Circ_0000235 targets MCT4 to promote glycolysis and progression of bladder cancer by sponging miR-330-5p

Warburg effect plays a crucial role in bladder cancer (Bca) development. However, the mechanism by which glycolysis is involved in Bca remains poorly understood. CircRNAs commonly play a regulatory role in tumor progression. Our study discovered and identified a novel circRNA, hsa_circ_0000235 (circ235), and investigated its role in the glycolytic process, which further results in the progression of Bca. We applied qRT-PCR to assess its clinicopathological relevance and evaluated its proliferation, migration, and glycolytic capacity. We investigated its mechanism using RNA immunoprecipitation, dual-luciferase reporters, and fluorescence in situ hybridization. The findings demonstrated that circ235 was dramatically increased in Bca tissues and was related to a worse prognosis.

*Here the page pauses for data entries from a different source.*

//! MasterIndex - curated snippet collections, reindexed wholesale
//!
//! Each source (one spreadsheet, typically) owns a snapshot of items that is
//! replaced as a unit. Items are never edited individually. A source that
//! fails to import carries a sticky error and stays out of search until a
//! reindex succeeds again; its previous good data is never destroyed by a
//! failed attempt.

use crate::database::{Database, StoreResult};
use crate::models::{MasterItem, MasterSource};
use chrono::Utc;
use std::sync::Arc;

/// Read-mostly overlay of curated items participating in search.
pub struct MasterIndex {
    db: Arc<Database>,
}

impl MasterIndex {
    pub(crate) fn new(db: Arc<Database>) -> Self {
        Self { db }
    }

    /// Atomically replace a source's items with a fresh snapshot.
    ///
    /// Registers the source on first sight. The swap happens in one
    /// transaction: on any failure the previous snapshot remains intact and
    /// visible, and the error is returned for the importer to report.
    /// Success stamps the source's modification time, clears any sticky
    /// error and re-enables it.
    pub fn replace(&self, source_key: &str, items: &[(String, i64)]) -> StoreResult<()> {
        let source_id = self.db.upsert_source(source_key)?;
        let now = Utc::now();
        match self.db.replace_source_items(source_id, items, now) {
            Ok(()) => {
                tracing::info!(source = source_key, count = items.len(), "reindexed master source");
                Ok(())
            }
            Err(err) => {
                tracing::warn!(source = source_key, error = %err, "master reindex failed, previous snapshot kept");
                Err(err)
            }
        }
    }

    /// All items from enabled, error-free sources.
    pub fn all_enabled(&self) -> StoreResult<Vec<MasterItem>> {
        self.db.enabled_master_items()
    }

    /// Drop a source and everything it indexed. Unknown keys are a no-op.
    pub fn remove_source(&self, source_key: &str) -> StoreResult<()> {
        tracing::info!(source = source_key, "removing master source");
        self.db.remove_source(source_key)
    }

    /// Settings-owned toggle. Enabling a source with a sticky error does not
    /// surface it; the error must be cleared by a successful reindex first.
    pub fn set_source_enabled(&self, source_key: &str, enabled: bool) -> StoreResult<()> {
        self.db.set_source_enabled(source_key, enabled)
    }

    /// Record an import failure (e.g. an unreadable file) on a source and
    /// exclude it from search until the next successful reindex.
    pub fn mark_source_error(&self, source_key: &str, error: &str) -> StoreResult<()> {
        tracing::warn!(source = source_key, error, "master source import failed");
        self.db.set_source_error(source_key, error)
    }

    /// All registered sources with their enabled/error/modified metadata.
    pub fn sources(&self) -> StoreResult<Vec<MasterSource>> {
        self.db.list_sources()
    }
}
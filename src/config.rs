//! Search tuning configuration with JSON persistence
//!
//! The bonus multipliers and decay horizons are deliberately configuration
//! rather than constants: they are tuning values, and callers (the settings
//! dialog) may adjust them at runtime.

use serde::{Deserialize, Serialize};
use std::io;
use std::path::Path;

#[derive(Debug, Clone, PartialEq, Serialize, Deserialize)]
#[serde(default)]
pub struct SearchConfig {
    /// Weight of recency in the combined score. Normalized against
    /// `quality_weight` at scoring time, so the pair need not sum to 1.
    pub recency_weight: f64,
    pub quality_weight: f64,
    /// Decay horizon for volatile (clipboard) items, in seconds.
    pub clipboard_decay_secs: u64,
    /// Decay horizon for durable (master) items, in seconds.
    pub master_decay_secs: u64,
    /// Matches below this quality are dropped from results.
    pub min_quality: f64,
    /// Multiplier applied when the compacted query occurs contiguously in
    /// the compacted candidate. Capped so quality never exceeds 1.0.
    pub substring_bonus: f64,
    /// Per-character increment for matches landing on a word boundary.
    /// Disabled (0.0) by default.
    pub word_boundary_bonus: f64,
}

impl Default for SearchConfig {
    fn default() -> Self {
        Self {
            recency_weight: 0.7,
            quality_weight: 0.3,
            clipboard_decay_secs: 86_400,  // 24 hours
            master_decay_secs: 604_800,    // 7 days
            min_quality: 0.0,
            substring_bonus: 1.2,
            word_boundary_bonus: 0.0,
        }
    }
}

impl SearchConfig {
    /// The (recency, quality) weights scaled to sum to 1.0.
    /// A degenerate zero sum falls back to an even split.
    pub fn normalized_weights(&self) -> (f64, f64) {
        let sum = self.recency_weight + self.quality_weight;
        if sum <= 0.0 {
            return (0.5, 0.5);
        }
        (self.recency_weight / sum, self.quality_weight / sum)
    }

    /// Load configuration from a JSON file. A missing file yields defaults;
    /// an unreadable or malformed file is logged and yields defaults rather
    /// than failing startup.
    pub fn load<P: AsRef<Path>>(path: P) -> Self {
        match std::fs::read_to_string(&path) {
            Ok(text) => match serde_json::from_str(&text) {
                Ok(config) => config,
                Err(err) => {
                    tracing::warn!(
                        path = %path.as_ref().display(),
                        error = %err,
                        "malformed search config, using defaults"
                    );
                    Self::default()
                }
            },
            Err(_) => Self::default(),
        }
    }

    /// Persist configuration as pretty-printed JSON.
    pub fn save<P: AsRef<Path>>(&self, path: P) -> io::Result<()> {
        let json = serde_json::to_string_pretty(self)?;
        std::fs::write(path, json)
    }
}
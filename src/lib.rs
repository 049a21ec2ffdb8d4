//! Magpie Core - retrieval core for a personal content-recall tool
//!
//! Keeps a deduplicated, time-ordered history of short text items (clipboard
//! captures and curated "master" snippets) and retrieves them with a greedy
//! left-to-right fuzzy matcher blended with exponential recency decay.
//!
//! The platform shims (clipboard polling, paste simulation, hotkeys, the
//! popup UI, spreadsheet parsing) live outside this crate and talk to
//! [`MagpieStore`].

pub mod config;
pub mod database;
pub mod history;
pub mod master;
pub mod models;
pub mod ranking;
pub mod recorder;
pub mod search;
mod store;

pub use config::SearchConfig;
pub use database::{StoreError, StoreResult};
pub use history::ContentStore;
pub use master::MasterIndex;
pub use models::{HistoryItem, MasterItem, MasterSource, RecordOutcome, SearchCandidate};
pub use recorder::{Recorder, RecorderHandle};
pub use store::MagpieStore;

In vitro studies revealed that circ235 accelerated the rate of extracellular acidification and promoted glucose uptake and lactate manufacture in Bca cells. Additionally, it strengthened the proliferative and migratory capacities. Experiments on animals revealed that downregulating circ235 dramatically reduced carcinogenesis and tumor growth. Circ235 activates monocarboxylate transporter 4 (MCT4) by sponging miR-330-5p, which promotes glycolysis and tumor growth. In conclusion, these findings suggest that circ235 may be a viable molecular marker and therapeutic target for Bca.

Automated summary

In this study, a novel circRNA, hsa_circ_0000235 (circ235), was discovered and its role in the glycolytic process and progression of bladder cancer (Bca) was investigated. The findings showed that circ235 was significantly increased in Bca tissues, and its upregulation was associated with a worse prognosis. In vitro and in vivo experiments demonstrated that circ235 promoted glycolysis, tumor growth, and metastasis by sponging miR-330-5p and activating monocarboxylate transporter 4 (MCT4).